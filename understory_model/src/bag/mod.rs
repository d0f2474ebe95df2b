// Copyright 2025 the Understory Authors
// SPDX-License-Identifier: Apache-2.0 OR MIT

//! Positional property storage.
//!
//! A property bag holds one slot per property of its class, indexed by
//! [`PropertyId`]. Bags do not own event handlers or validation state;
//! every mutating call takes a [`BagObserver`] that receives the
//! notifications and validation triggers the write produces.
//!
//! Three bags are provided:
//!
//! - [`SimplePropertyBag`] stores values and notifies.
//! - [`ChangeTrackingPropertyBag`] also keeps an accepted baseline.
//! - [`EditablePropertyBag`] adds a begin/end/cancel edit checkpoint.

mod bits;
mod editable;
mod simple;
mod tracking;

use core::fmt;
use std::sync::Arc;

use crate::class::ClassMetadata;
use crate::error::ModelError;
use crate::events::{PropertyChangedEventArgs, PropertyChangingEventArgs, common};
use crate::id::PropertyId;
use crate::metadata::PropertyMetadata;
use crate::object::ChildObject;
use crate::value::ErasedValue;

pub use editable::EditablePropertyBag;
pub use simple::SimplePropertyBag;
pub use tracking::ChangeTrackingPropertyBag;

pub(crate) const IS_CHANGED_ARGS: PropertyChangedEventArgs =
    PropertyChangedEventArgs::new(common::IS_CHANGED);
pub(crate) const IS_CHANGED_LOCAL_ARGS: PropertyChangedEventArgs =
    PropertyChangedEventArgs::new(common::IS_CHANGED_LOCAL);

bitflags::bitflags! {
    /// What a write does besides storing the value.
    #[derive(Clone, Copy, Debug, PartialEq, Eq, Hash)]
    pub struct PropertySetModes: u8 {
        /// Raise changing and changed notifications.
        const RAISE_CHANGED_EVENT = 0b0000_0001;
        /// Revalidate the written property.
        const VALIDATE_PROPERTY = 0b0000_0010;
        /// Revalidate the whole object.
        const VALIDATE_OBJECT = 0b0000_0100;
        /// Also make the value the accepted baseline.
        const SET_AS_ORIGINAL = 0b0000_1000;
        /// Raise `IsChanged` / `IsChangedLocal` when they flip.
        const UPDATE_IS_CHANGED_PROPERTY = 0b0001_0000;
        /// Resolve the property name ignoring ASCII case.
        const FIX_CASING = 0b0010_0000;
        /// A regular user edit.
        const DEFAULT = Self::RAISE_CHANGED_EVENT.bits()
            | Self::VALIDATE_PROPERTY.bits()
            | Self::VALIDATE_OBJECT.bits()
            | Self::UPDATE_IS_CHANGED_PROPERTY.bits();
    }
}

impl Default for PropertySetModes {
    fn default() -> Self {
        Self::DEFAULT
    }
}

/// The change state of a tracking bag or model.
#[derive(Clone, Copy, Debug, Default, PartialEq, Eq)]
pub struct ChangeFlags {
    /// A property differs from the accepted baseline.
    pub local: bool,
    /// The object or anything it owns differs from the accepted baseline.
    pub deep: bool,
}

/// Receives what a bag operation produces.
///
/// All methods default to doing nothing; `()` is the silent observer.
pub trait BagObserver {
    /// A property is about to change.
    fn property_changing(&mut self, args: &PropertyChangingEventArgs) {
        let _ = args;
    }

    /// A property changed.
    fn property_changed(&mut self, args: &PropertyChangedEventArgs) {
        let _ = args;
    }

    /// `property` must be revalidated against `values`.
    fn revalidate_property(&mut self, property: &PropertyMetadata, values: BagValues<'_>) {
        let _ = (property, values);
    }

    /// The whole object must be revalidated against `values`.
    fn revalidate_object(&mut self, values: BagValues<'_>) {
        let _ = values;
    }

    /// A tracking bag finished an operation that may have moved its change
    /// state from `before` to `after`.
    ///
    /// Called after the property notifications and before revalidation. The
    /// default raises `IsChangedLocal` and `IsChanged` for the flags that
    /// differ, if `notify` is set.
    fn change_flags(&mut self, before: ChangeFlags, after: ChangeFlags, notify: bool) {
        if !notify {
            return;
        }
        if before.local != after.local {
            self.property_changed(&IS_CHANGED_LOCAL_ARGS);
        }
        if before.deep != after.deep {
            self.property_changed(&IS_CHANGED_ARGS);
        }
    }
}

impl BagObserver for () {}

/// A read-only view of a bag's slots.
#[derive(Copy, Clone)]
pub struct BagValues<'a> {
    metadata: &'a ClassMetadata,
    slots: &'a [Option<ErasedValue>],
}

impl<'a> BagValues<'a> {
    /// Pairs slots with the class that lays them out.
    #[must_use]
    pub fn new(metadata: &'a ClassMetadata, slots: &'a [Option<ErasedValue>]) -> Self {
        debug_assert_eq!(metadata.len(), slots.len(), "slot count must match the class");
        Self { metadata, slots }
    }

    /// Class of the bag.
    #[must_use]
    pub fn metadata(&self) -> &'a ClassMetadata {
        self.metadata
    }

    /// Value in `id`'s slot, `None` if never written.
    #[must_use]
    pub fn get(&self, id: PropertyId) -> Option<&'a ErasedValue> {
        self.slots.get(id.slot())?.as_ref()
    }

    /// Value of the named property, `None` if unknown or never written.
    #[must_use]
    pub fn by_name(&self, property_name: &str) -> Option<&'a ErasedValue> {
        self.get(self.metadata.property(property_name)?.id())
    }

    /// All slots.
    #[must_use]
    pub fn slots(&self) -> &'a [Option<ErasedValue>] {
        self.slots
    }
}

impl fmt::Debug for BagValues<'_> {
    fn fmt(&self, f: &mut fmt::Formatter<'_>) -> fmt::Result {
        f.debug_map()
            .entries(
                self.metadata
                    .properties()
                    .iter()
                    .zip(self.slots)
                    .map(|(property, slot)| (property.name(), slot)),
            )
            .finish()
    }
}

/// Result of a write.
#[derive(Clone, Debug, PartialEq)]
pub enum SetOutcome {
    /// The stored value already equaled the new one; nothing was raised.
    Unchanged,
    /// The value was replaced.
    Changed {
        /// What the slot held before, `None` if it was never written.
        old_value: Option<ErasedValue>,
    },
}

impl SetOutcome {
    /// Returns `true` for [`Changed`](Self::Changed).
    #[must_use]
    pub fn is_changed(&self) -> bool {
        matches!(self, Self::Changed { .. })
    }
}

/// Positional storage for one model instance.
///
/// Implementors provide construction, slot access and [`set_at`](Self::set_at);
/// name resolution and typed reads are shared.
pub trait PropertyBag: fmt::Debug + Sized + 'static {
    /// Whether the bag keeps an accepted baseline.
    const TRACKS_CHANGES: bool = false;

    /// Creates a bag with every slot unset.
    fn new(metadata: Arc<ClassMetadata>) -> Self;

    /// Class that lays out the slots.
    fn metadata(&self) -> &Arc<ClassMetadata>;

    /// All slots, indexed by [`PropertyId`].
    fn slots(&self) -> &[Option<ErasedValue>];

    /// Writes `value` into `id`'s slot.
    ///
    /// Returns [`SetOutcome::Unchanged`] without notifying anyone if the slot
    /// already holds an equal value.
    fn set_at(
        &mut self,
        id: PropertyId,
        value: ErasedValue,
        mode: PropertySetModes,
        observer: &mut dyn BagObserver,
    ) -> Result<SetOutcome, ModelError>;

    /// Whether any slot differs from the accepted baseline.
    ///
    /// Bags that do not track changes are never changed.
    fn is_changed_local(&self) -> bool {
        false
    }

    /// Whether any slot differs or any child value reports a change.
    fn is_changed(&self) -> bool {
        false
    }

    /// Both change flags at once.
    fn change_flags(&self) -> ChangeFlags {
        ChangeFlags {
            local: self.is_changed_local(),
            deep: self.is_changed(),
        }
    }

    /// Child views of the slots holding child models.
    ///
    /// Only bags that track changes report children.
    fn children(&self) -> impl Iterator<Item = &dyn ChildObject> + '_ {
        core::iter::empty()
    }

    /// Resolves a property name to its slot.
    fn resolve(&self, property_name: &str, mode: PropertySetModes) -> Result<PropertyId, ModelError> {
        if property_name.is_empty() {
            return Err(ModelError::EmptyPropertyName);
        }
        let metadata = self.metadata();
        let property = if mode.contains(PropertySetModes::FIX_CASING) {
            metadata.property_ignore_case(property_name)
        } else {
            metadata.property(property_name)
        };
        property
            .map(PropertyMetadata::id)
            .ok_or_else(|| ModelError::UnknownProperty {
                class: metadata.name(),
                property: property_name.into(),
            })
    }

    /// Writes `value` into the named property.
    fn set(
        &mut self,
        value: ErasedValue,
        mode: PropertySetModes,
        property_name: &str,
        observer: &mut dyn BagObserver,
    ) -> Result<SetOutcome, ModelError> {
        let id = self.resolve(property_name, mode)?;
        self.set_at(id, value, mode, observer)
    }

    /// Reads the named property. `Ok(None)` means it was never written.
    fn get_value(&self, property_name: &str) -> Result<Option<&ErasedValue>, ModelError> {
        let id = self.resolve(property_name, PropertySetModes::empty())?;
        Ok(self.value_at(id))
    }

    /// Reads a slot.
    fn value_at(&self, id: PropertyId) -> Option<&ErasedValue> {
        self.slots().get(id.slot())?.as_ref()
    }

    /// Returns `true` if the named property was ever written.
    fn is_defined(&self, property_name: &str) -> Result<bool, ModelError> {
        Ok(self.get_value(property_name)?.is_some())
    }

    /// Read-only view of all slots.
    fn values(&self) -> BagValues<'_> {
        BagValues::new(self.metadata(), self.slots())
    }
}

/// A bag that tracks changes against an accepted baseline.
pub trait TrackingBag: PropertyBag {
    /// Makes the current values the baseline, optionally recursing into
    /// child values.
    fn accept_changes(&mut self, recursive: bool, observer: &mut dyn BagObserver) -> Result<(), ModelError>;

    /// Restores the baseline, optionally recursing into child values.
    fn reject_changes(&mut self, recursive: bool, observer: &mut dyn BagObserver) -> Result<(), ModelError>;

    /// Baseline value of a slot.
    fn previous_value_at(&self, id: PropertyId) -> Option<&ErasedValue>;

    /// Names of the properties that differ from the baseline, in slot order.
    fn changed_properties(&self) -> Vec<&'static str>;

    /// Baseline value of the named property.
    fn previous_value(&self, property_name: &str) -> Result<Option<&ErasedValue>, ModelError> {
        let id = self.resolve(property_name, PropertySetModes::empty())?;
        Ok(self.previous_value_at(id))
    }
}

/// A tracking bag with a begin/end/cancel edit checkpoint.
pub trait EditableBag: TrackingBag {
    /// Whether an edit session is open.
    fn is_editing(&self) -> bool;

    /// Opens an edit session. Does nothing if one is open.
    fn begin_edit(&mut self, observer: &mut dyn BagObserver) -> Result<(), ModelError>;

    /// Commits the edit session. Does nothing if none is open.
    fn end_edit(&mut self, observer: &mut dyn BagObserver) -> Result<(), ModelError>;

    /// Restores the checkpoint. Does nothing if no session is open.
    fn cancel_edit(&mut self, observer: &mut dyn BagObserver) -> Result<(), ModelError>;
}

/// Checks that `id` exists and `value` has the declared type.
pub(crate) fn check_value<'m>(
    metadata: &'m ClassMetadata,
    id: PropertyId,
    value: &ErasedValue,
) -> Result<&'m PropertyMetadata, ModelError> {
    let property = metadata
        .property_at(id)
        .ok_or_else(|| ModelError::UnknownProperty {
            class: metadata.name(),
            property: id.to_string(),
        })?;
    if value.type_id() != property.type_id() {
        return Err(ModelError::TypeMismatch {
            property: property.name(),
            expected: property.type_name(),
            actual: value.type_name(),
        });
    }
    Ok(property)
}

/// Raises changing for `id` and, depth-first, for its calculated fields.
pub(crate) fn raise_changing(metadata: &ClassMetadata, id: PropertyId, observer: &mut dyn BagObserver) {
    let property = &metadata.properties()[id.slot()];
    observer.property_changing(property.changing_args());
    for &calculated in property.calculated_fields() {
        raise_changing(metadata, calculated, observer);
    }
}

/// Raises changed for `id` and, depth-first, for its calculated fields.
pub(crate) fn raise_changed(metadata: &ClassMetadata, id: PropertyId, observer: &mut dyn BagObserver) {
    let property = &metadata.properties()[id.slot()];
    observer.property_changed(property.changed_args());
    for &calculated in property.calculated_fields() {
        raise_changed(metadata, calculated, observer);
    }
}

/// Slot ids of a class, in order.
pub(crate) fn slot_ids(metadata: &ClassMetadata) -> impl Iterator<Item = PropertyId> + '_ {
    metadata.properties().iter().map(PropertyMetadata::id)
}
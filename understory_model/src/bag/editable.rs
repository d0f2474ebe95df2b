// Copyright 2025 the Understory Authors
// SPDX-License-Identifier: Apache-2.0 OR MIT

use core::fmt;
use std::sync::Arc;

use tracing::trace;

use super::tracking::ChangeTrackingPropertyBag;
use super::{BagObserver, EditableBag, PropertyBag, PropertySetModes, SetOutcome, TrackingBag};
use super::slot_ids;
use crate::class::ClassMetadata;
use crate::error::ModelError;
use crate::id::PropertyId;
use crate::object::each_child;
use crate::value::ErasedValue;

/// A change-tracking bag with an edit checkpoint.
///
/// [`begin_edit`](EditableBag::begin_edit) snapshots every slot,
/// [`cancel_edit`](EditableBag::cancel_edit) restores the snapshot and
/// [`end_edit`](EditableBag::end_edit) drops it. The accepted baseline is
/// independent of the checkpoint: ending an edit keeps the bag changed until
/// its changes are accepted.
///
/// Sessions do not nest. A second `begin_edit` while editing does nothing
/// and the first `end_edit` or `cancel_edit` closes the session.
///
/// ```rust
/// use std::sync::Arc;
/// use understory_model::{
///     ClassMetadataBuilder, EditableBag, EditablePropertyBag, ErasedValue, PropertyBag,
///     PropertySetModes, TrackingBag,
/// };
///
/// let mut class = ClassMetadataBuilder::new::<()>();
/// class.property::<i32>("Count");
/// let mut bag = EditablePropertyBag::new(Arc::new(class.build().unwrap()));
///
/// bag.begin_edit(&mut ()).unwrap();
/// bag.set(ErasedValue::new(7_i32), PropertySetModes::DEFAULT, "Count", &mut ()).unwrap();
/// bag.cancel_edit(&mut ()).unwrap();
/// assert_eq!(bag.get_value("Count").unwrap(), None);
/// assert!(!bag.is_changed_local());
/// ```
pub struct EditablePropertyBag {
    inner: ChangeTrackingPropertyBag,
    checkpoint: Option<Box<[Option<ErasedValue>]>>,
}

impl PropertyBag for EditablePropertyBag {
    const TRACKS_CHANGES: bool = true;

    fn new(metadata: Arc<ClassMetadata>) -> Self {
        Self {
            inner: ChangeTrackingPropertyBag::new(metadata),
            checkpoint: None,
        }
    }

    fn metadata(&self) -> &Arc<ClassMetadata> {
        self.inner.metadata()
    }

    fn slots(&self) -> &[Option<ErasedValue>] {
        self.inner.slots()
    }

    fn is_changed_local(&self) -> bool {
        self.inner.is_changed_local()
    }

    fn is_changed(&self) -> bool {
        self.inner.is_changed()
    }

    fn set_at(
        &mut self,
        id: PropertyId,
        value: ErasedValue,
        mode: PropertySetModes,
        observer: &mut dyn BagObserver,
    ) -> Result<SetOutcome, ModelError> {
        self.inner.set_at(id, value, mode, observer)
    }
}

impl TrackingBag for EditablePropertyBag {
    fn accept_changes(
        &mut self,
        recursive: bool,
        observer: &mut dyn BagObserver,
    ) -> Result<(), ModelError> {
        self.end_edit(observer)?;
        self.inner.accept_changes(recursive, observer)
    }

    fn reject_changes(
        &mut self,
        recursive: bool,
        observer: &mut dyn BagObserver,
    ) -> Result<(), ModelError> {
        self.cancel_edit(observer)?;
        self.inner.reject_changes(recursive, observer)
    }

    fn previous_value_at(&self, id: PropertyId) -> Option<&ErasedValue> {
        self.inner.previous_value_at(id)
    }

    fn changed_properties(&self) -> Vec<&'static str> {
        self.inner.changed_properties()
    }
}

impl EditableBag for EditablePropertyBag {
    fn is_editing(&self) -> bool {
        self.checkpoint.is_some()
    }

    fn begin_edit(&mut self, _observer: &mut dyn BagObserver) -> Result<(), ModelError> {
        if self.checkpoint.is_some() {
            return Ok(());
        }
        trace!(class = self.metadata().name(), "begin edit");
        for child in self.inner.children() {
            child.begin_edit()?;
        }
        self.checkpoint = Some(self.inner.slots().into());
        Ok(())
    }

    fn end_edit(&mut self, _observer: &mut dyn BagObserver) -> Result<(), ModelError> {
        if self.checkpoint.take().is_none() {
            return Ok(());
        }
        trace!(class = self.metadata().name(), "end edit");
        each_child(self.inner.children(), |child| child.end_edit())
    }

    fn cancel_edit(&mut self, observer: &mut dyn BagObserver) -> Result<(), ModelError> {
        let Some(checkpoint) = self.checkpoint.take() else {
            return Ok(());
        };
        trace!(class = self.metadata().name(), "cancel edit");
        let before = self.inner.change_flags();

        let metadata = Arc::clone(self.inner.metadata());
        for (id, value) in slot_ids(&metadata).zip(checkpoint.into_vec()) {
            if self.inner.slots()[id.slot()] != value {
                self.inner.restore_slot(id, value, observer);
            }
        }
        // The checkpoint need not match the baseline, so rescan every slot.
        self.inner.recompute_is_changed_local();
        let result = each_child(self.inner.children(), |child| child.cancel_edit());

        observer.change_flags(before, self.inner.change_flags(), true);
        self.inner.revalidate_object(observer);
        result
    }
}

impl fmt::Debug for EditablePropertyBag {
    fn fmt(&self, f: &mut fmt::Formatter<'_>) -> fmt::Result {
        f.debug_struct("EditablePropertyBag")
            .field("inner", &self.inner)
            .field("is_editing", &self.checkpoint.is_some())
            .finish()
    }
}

-=-=-=-=-

Once you find the string "first" in a line of the records, copy that line.

● RESPONSE
/// Raises changing for `id` and, depth-first, for its calculated fields.
/// Raises changed for `id` and, depth-first, for its calculated fields.
/// and the first `end_edit` or `cancel_edit` closes the session.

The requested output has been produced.